Reproduce the data that follows in its entirety, character for character.

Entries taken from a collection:
= Beginning of Section =
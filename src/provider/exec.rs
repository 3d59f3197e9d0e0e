use crate::runner;
use declarative::{Attributes, Provider, ProviderError, ProviderOutput, ProviderResult, ResourceId};
use serde::{Deserialize, Serialize};

/// Exit code a plugin uses to ask for a retry (`EX_TEMPFAIL`)
const EXIT_TEMPFAIL: i32 = 75;

/// Provider backed by an external program.
///
/// Each operation runs the program once with a JSON request on stdin and
/// expects one JSON response on stdout.
pub struct ExecProvider {
    command: String,
    args: Vec<String>,
}

#[derive(Debug, Serialize)]
struct Request<'a> {
    operation: &'a str,
    #[serde(rename = "type")]
    resource_type: &'a str,
    name: &'a str,
    #[serde(skip_serializing_if = "Option::is_none")]
    id: Option<&'a str>,
    #[serde(skip_serializing_if = "Option::is_none")]
    attributes: Option<&'a Attributes>,
    #[serde(skip_serializing_if = "Option::is_none")]
    previous: Option<&'a Attributes>,
}

#[derive(Debug, Deserialize)]
#[serde(untagged)]
enum Response {
    Failure {
        error: String,
        #[serde(default)]
        transient: bool,
    },
    Success(ProviderOutput),
}

impl ExecProvider {
    pub fn new(command: impl Into<String>, args: Vec<String>) -> Self {
        Self {
            command: command.into(),
            args,
        }
    }

    fn call(&self, request: &Request<'_>) -> ProviderResult<Option<ProviderOutput>> {
        let input = serde_json::to_vec(request)
            .map_err(|e| ProviderError::permanent(format!("could not encode request: {e}")))?;
        log::trace!("exec {}: {}", self.command, String::from_utf8_lossy(&input));

        let output = runner::run_with_input(&self.command, &self.args, &input)
            .map_err(|e| ProviderError::permanent(format!("{e:#}")))?;

        if !output.success {
            let message = if output.stderr.is_empty() {
                format!("{} exited with {:?}", self.command, output.code)
            } else {
                output.stderr
            };
            return Err(if output.code == Some(EXIT_TEMPFAIL) {
                ProviderError::transient(message)
            } else {
                ProviderError::permanent(message)
            });
        }

        if output.stdout.is_empty() {
            return Ok(None);
        }
        match serde_json::from_str::<Response>(&output.stdout) {
            Ok(Response::Success(out)) => Ok(Some(out)),
            Ok(Response::Failure { error, transient }) => Err(ProviderError { message: error, transient }),
            Err(e) => Err(ProviderError::permanent(format!(
                "invalid response from {}: {e}",
                self.command
            ))),
        }
    }

    fn expect_output(&self, response: Option<ProviderOutput>) -> ProviderResult<ProviderOutput> {
        response.ok_or_else(|| ProviderError::permanent(format!("{} returned no output", self.command)))
    }
}

impl Provider for ExecProvider {
    fn create(&self, resource: &ResourceId, attributes: &Attributes) -> ProviderResult<ProviderOutput> {
        let response = self.call(&Request {
            operation: "create",
            resource_type: &resource.resource_type,
            name: &resource.name,
            id: None,
            attributes: Some(attributes),
            previous: None,
        })?;
        self.expect_output(response)
    }

    fn update(
        &self,
        resource: &ResourceId,
        id: &str,
        previous: &Attributes,
        attributes: &Attributes,
    ) -> ProviderResult<ProviderOutput> {
        let response = self.call(&Request {
            operation: "update",
            resource_type: &resource.resource_type,
            name: &resource.name,
            id: Some(id),
            attributes: Some(attributes),
            previous: Some(previous),
        })?;
        self.expect_output(response)
    }

    fn destroy(&self, resource: &ResourceId, id: &str) -> ProviderResult<()> {
        self.call(&Request {
            operation: "destroy",
            resource_type: &resource.resource_type,
            name: &resource.name,
            id: Some(id),
            attributes: None,
            previous: None,
        })?;
        Ok(())
    }
}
= End of Section =
# ANSWER BOX
filename src/provider/exec.rs
repository 3d59f3197e9d0e0e
use crate::runner;
use declarative::{Attributes, Provider, ProviderError, ProviderOutput, ProviderResult, ResourceId};
use serde::{Deserialize, Serialize};

/// Exit code a plugin uses to ask for a retry (`EX_TEMPFAIL`)
const EXIT_TEMPFAIL: i32 = 75;

/// Provider backed by an external program.
///
/// Each operation runs the program once with a JSON request on stdin and
/// expects one JSON response on stdout.
pub struct ExecProvider {
    command: String,
    args: Vec<String>,
}

#[derive(Debug, Serialize)]
struct Request<'a> {
    operation: &'a str,
    #[serde(rename = "type")]
    resource_type: &'a str,
    name: &'a str,
    #[serde(skip_serializing_if = "Option::is_none")]
    id: Option<&'a str>,
    #[serde(skip_serializing_if = "Option::is_none")]
    attributes: Option<&'a Attributes>,
    #[serde(skip_serializing_if = "Option::is_none")]
    previous: Option<&'a Attributes>,
}

#[derive(Debug, Deserialize)]
#[serde(untagged)]
enum Response {
    Failure {
        error: String,
        #[serde(default)]
        transient: bool,
    },
    Success(ProviderOutput),
}

impl ExecProvider {
    pub fn new(command: impl Into<String>, args: Vec<String>) -> Self {
        Self {
            command: command.into(),
            args,
        }
    }

    fn call(&self, request: &Request<'_>) -> ProviderResult<Option<ProviderOutput>> {
        let input = serde_json::to_vec(request)
            .map_err(|e| ProviderError::permanent(format!("could not encode request: {e}")))?;
        log::trace!("exec {}: {}", self.command, String::from_utf8_lossy(&input));

        let output = runner::run_with_input(&self.command, &self.args, &input)
            .map_err(|e| ProviderError::permanent(format!("{e:#}")))?;

        if !output.success {
            let message = if output.stderr.is_empty() {
                format!("{} exited with {:?}", self.command, output.code)
            } else {
                output.stderr
            };
            return Err(if output.code == Some(EXIT_TEMPFAIL) {
                ProviderError::transient(message)
            } else {
                ProviderError::permanent(message)
            });
        }

        if output.stdout.is_empty() {
            return Ok(None);
        }
        match serde_json::from_str::<Response>(&output.stdout) {
            Ok(Response::Success(out)) => Ok(Some(out)),
            Ok(Response::Failure { error, transient }) => Err(ProviderError { message: error, transient }),
            Err(e) => Err(ProviderError::permanent(format!(
                "invalid response from {}: {e}",
                self.command
            ))),
        }
    }

    fn expect_output(&self, response: Option<ProviderOutput>) -> ProviderResult<ProviderOutput> {
        response.ok_or_else(|| ProviderError::permanent(format!("{} returned no output", self.command)))
    }
}

impl Provider for ExecProvider {
    fn create(&self, resource: &ResourceId, attributes: &Attributes) -> ProviderResult<ProviderOutput> {
        let response = self.call(&Request {
            operation: "create",
            resource_type: &resource.resource_type,
            name: &resource.name,
            id: None,
            attributes: Some(attributes),
            previous: None,
        })?;
        self.expect_output(response)
    }

    fn update(
        &self,
        resource: &ResourceId,
        id: &str,
        previous: &Attributes,
        attributes: &Attributes,
    ) -> ProviderResult<ProviderOutput> {
        let response = self.call(&Request {
            operation: "update",
            resource_type: &resource.resource_type,
            name: &resource.name,
            id: Some(id),
            attributes: Some(attributes),
            previous: Some(previous),
        })?;
        self.expect_output(response)
    }

    fn destroy(&self, resource: &ResourceId, id: &str) -> ProviderResult<()> {
        self.call(&Request {
            operation: "destroy",
            resource_type: &resource.resource_type,
            name: &resource.name,
            id: Some(id),
            attributes: None,
            previous: None,
        })?;
        Ok(())
    }
}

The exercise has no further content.